Lube ha informato la stampa che non aveva le risorse per pagare la rescissione. Il Sada Cruzeiro, in qualsiasi momento adottato trattativa etico e appena inviato una lettera ad un avvocato italiano mettendo tutte le responsabilità delle azioni che l’atleta e il suo rappresentante legale, una società dall’isola di Malta, anche se il club italiano è stato beneficiario della violazione.

Con l’obiettivo di sbarazzarsi di pagare l’ammenda, la Lube ha consigliato Simon di assumere un suo rappresentante in Isola di Malta, ora riprese minacce e intimidazioni per Sada Cruzeiro sulla comunicazione alla stampa e le entità brasiliane e internazionali per quanto riguarda fittizi irregolarità, prendendo come base la legislazione italiana e rivelando la totale ignoranza dell’etica.

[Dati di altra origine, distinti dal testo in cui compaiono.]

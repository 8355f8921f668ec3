//! HTTP surface tests. The route suites drive the router in-process through
//! tower's `oneshot`; the client suite serves it on an ephemeral socket.

mod api_test;
mod client_test;
mod web_test;

use std::sync::atomic::AtomicBool;
use std::sync::{Arc, Mutex};
use std::time::Duration;

use async_trait::async_trait;
use axum::{
    body::Body,
    http::{Request, StatusCode},
    Router,
};
use serde_json::{json, Value};
use tempfile::TempDir;
use tower::util::ServiceExt; // for `oneshot`

use ragbridge::api::{self, AppState};
use ragbridge::client::ApiClient;
use ragbridge::store::FileStore;
use ragbridge::structures::QueryMode;
use ragbridge::upstream::{EngineProgress, RetrievalBackend};

pub const BOUNDARY: &str = "ragbridgeboundary";

/// Engine stand-in behind the routes: togglable health, adjustable insert
/// duration, canned answer, and a record of the last query it saw.
pub struct StubEngine {
    pub healthy: AtomicBool,
    pub insert_delay: Mutex<Duration>,
    pub answer: Mutex<Value>,
    pub last_query: Mutex<Option<(String, QueryMode, String)>>,
}

impl StubEngine {
    pub fn up() -> Arc<Self> {
        Arc::new(Self {
            healthy: AtomicBool::new(true),
            insert_delay: Mutex::new(Duration::ZERO),
            answer: Mutex::new(json!(
                "The stored document describes quarterly results in enough detail to answer."
            )),
            last_query: Mutex::new(None),
        })
    }
}

#[async_trait]
impl RetrievalBackend for StubEngine {
    async fn health(&self) -> Result<(), String> {
        if self.healthy.load(std::sync::atomic::Ordering::SeqCst) {
            Ok(())
        } else {
            Err("connection refused".to_string())
        }
    }

    async fn insert_document(&self, _file_path: &str, _kb: &str) -> Result<(), String> {
        let delay = *self.insert_delay.lock().unwrap();
        tokio::time::sleep(delay).await;
        Ok(())
    }

    async fn progress(&self, _file_key: &str) -> Result<Option<EngineProgress>, String> {
        Ok(None)
    }

    async fn query(&self, query: &str, mode: QueryMode, kb: &str) -> Result<Value, String> {
        if !self.healthy.load(std::sync::atomic::Ordering::SeqCst) {
            return Err("connection refused".to_string());
        }
        *self.last_query.lock().unwrap() =
            Some((query.to_string(), mode, kb.to_string()));
        Ok(self.answer.lock().unwrap().clone())
    }
}

pub struct TestApp {
    pub app: Router,
    pub store: FileStore,
    pub engine: Arc<StubEngine>,
    _dir: TempDir,
}

pub fn test_app() -> TestApp {
    let dir = tempfile::tempdir().unwrap();
    let store = FileStore::new(dir.path()).unwrap();
    store.ensure_default_kb();
    let engine = StubEngine::up();
    let backend: Arc<dyn RetrievalBackend> = engine.clone();
    let state = AppState::new(store.clone(), backend);
    TestApp {
        app: api::routes(state),
        store,
        engine,
        _dir: dir,
    }
}

/// Serve a fresh app on a random local port and point an `ApiClient` at it.
/// The listener task lives until the test runtime shuts down.
pub async fn serve_app() -> (ApiClient, TestApp) {
    let app = test_app();
    let listener = tokio::net::TcpListener::bind("127.0.0.1:0").await.unwrap();
    let addr = listener.local_addr().unwrap();
    let router = app.app.clone();
    tokio::spawn(async move {
        axum::serve(listener, router).await.unwrap();
    });
    let client = ApiClient::new(&format!("http://{}", addr)).unwrap();
    (client, app)
}

pub fn get(uri: &str) -> Request<Body> {
    Request::builder().uri(uri).body(Body::empty()).unwrap()
}

pub fn post_json(uri: &str, body: Value) -> Request<Body> {
    Request::builder()
        .method("POST")
        .uri(uri)
        .header("content-type", "application/json")
        .body(Body::from(body.to_string()))
        .unwrap()
}

pub fn post_form(uri: &str, body: &str) -> Request<Body> {
    Request::builder()
        .method("POST")
        .uri(uri)
        .header("content-type", "application/x-www-form-urlencoded")
        .body(Body::from(body.to_string()))
        .unwrap()
}

pub fn post_empty(uri: &str) -> Request<Body> {
    Request::builder()
        .method("POST")
        .uri(uri)
        .body(Body::empty())
        .unwrap()
}

pub fn delete_req(uri: &str) -> Request<Body> {
    Request::builder()
        .method("DELETE")
        .uri(uri)
        .body(Body::empty())
        .unwrap()
}

/// Hand-rolled multipart body: an optional `knowledge_base` text field and
/// one `files` part per entry.
pub fn upload_request(kb: Option<&str>, files: &[(&str, &[u8])]) -> Request<Body> {
    let mut body: Vec<u8> = Vec::new();
    if let Some(kb) = kb {
        body.extend_from_slice(
            format!(
                "--{}\r\nContent-Disposition: form-data; name=\"knowledge_base\"\r\n\r\n{}\r\n",
                BOUNDARY, kb
            )
            .as_bytes(),
        );
    }
    for (filename, content) in files {
        body.extend_from_slice(
            format!(
                "--{}\r\nContent-Disposition: form-data; name=\"files\"; filename=\"{}\"\r\n\
                 Content-Type: application/octet-stream\r\n\r\n",
                BOUNDARY, filename
            )
            .as_bytes(),
        );
        body.extend_from_slice(content);
        body.extend_from_slice(b"\r\n");
    }
    body.extend_from_slice(format!("--{}--\r\n", BOUNDARY).as_bytes());

    Request::builder()
        .method("POST")
        .uri("/api/upload")
        .header(
            "content-type",
            format!("multipart/form-data; boundary={}", BOUNDARY),
        )
        .body(Body::from(body))
        .unwrap()
}

pub async fn send(app: &Router, req: Request<Body>) -> (StatusCode, Value) {
    let response = app.clone().oneshot(req).await.unwrap();
    let status = response.status();
    let bytes = axum::body::to_bytes(response.into_body(), usize::MAX)
        .await
        .unwrap();
    let body = if bytes.is_empty() {
        Value::Null
    } else {
        serde_json::from_slice(&bytes).unwrap()
    };
    (status, body)
}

Il 31 luglio, Simon tornò a Belo Horizonte e si è incontrato con la dirigenza di Sada Cruzeiro, accompagnato da una società partner dell‘isola di Malta, e questo ha ribadito affermazioni del tutto irragionevole, scollegati dalla realtà, ansiosi per la sua “commissione”. E il rappresentante, cercando ossessivamente di esentare la Lube, corresponsabile nella situazione imbarazzante dell’atleta, cercando ovviamente di ricevere una parte di quanto Lube avrebbe risparmiato. E a quanto pare, poca cura dell’immagine dell’atleta. Sada Cruzeiro rifiuta la forma subalterna adottato dalla Lube Civitanova, che compensate l’atleta e lo mise nella posizione principale di una farsa, proprio per evitare di pagare la sanzione che si adatta alla Lube. Sada Cruzeiro ha notificato alla FIVB e alla Federazione Italiana Pallavolo la pirateria e il ricatto che si stanno svolgendo dietro le quinte della pallavolo italiana in modo che possano reprimere tali assurdità. Ci rammarichiamo profondamente che un’icona della pallavolo mondiale abbia adottato le linee guida di coloro che la sfruttano nella loro impreparazione”.